Nothing meaningful. I've got to throw a piss, like a, you know, like, it's, that's not meaningful. Oh, I've got a bio break that I've got to, and my, you know, poor dog is snoring. Maybe we'll talk about psychological homelessness. Oh my gosh. Okay, so two words, like, "down escalator" and "jumbo shrimp" that should never go together. Just, just don't understand these terms, "psychological," make them up asness. What? Like, the one place you can't be homeless is psychologically. It's there. Your thoughts are there. They're living in your head. They're never homeless. They always have a...
Well-meaning, misdirected, mis... and that's why I don't, I try not to bash anything or get into that stuff. I do, I do it for a laugh to you.
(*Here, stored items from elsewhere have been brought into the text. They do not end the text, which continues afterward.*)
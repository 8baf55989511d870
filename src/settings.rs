use crate::Version;

/// Index-level settings visible to mapper builders.
#[derive(Debug, Clone)]
pub struct IndexSettings {
    /// Version the index was created under.
    pub version_created: Version,
}

impl IndexSettings {
    pub fn new(version_created: Version) -> Self {
        Self { version_created }
    }

    pub fn version_created(&self) -> Version {
        self.version_created
    }
}
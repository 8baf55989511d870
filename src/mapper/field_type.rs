/// Entry in the global canonical-name to field-type table handed to
/// `Mapper::update_field_type`.
///
/// Carries the cross-branch view of a field's resolved index type.
/// Multi-field sub-definitions referencing a primary field pick their type
/// up from here after a merge.
#[derive(Debug, Clone, PartialEq, Eq)]
pub struct FieldType {
    /// Canonical name of the field the type belongs to.
    pub name: String,

    /// Type tag of the field, the same tag used to select its parser.
    pub type_tag: String,
}

impl FieldType {
    pub fn new(name: impl Into<String>, type_tag: impl Into<String>) -> Self {
        Self {
            name: name.into(),
            type_tag: type_tag.into(),
        }
    }
}
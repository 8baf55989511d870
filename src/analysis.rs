use indexmap::IndexMap;
use std::sync::Arc;

/// Named analysis chain applied to a text field.
///
/// Opaque to this crate: the tokenization machinery lives in the analysis
/// layer. Parsers only resolve analyzers by name and hand them to builders.
pub trait Analyzer: Send + Sync {
    fn name(&self) -> &str;
}

/// Lookup of analyzers by name, injected into the parser context.
pub trait AnalyzerRegistry: Send + Sync {
    fn get(&self, name: &str) -> Option<Arc<dyn Analyzer>>;
}

/// Analyzer registry backed by an ordered map.
///
/// The analysis layer populates it once when the index is created; parsers
/// only read from it.
#[derive(Default)]
pub struct IndexAnalyzers {
    analyzers: IndexMap<String, Arc<dyn Analyzer>>,
}

impl IndexAnalyzers {
    pub fn new() -> Self {
        Self::default()
    }

    /// Registers `analyzer` under its own name, replacing any previous entry.
    pub fn insert(&mut self, analyzer: Arc<dyn Analyzer>) {
        self.analyzers.insert(analyzer.name().to_string(), analyzer);
    }

    pub fn len(&self) -> usize {
        self.analyzers.len()
    }

    pub fn is_empty(&self) -> bool {
        self.analyzers.is_empty()
    }
}

impl AnalyzerRegistry for IndexAnalyzers {
    fn get(&self, name: &str) -> Option<Arc<dyn Analyzer>> {
        self.analyzers.get(name).cloned()
    }
}

/// Scoring function attached to a field at mapping time. Opaque here.
pub trait SimilarityProvider: Send + Sync {
    fn name(&self) -> &str;
}

/// Resolves a similarity name to its provider.
pub type SimilarityLookup =
    Arc<dyn Fn(&str) -> Option<Arc<dyn SimilarityProvider>> + Send + Sync>;
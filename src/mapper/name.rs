use std::sync::OnceLock;

/// Identity carried by every mapper node: the immutable simple name plus the
/// memoized CQL byte encoding of it.
#[derive(Debug)]
pub struct MapperName {
    simple: String,
    cql: OnceLock<Box<[u8]>>,
}

impl MapperName {
    pub fn new(simple: impl Into<String>) -> Self {
        Self {
            simple: simple.into(),
            cql: OnceLock::new(),
        }
    }

    /// The local name, unique among siblings at the same tree level. Set
    /// once at construction and never reassigned.
    pub fn simple(&self) -> &str {
        &self.simple
    }

    /// The CQL byte encoding of the simple name.
    ///
    /// Computed on first access; the name never changes, so no further
    /// synchronization is needed and the bytes stay stable afterwards.
    pub fn cql(&self) -> &[u8] {
        self.cql.get_or_init(|| self.simple.as_bytes().into())
    }
}

impl Clone for MapperName {
    fn clone(&self) -> Self {
        // The cache is derived state; a fresh cell recomputes on demand.
        Self::new(self.simple.clone())
    }
}

impl PartialEq for MapperName {
    fn eq(&self, other: &Self) -> bool {
        self.simple == other.simple
    }
}

impl Eq for MapperName {}
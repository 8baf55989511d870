use std::sync::Arc;

/// Handle to the service coordinating mapping updates for an index.
///
/// Opaque to this crate: parsers thread it through to builders untouched.
/// The handle is shared and externally synchronized; this crate only ever
/// reads through it.
pub trait MapperService: Send + Sync {}

/// Query-execution state.
///
/// Kept behind a supplier because it may not exist yet while mappings are
/// being set up.
pub trait QueryContext: Send + Sync {}

/// Produces the query context on demand.
pub type QueryContextSupplier = Arc<dyn Fn() -> Arc<dyn QueryContext> + Send + Sync>;
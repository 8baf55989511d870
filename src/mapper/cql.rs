/// Primary-key position reported by columns outside the primary key.
pub const NOT_IN_PRIMARY_KEY: i32 = -1;

/// How a field's values are laid out in its CQL column.
///
/// `Singleton` is the scalar case: one value per row, no collection wrapper.
#[derive(Debug, Clone, Copy, PartialEq, Eq, Hash)]
pub enum CqlCollection {
    List,
    Set,
    Singleton,
}

impl CqlCollection {
    /// The tag used when rendering the column's CQL type.
    pub fn tag(self) -> &'static str {
        match self {
            Self::List => "list",
            Self::Set => "set",
            Self::Singleton => "singleton",
        }
    }

    pub fn is_singleton(self) -> bool {
        matches!(self, Self::Singleton)
    }
}

/// Physical representation of a nested object column.
#[derive(Debug, Clone, Copy, PartialEq, Eq, Hash)]
pub enum CqlStruct {
    Udt,
    Map,
    Tuple,
}

impl CqlStruct {
    pub fn tag(self) -> &'static str {
        match self {
            Self::Udt => "udt",
            Self::Map => "map",
            Self::Tuple => "tuple",
        }
    }
}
Everybody else has already shut us off. It's a... I get it. You're well-meaning. Well, if you're listening at this point, then you're, you're, you're on board, and, and we've got a lot for you.
You're laughing now too. Alright, or hating. But, but that's fine. Anger's a good motivator.
Alright, well, thanks. When the horrors come, thanks everyone for tuning in. We do appreciate it, and don't forget that training changes behavior.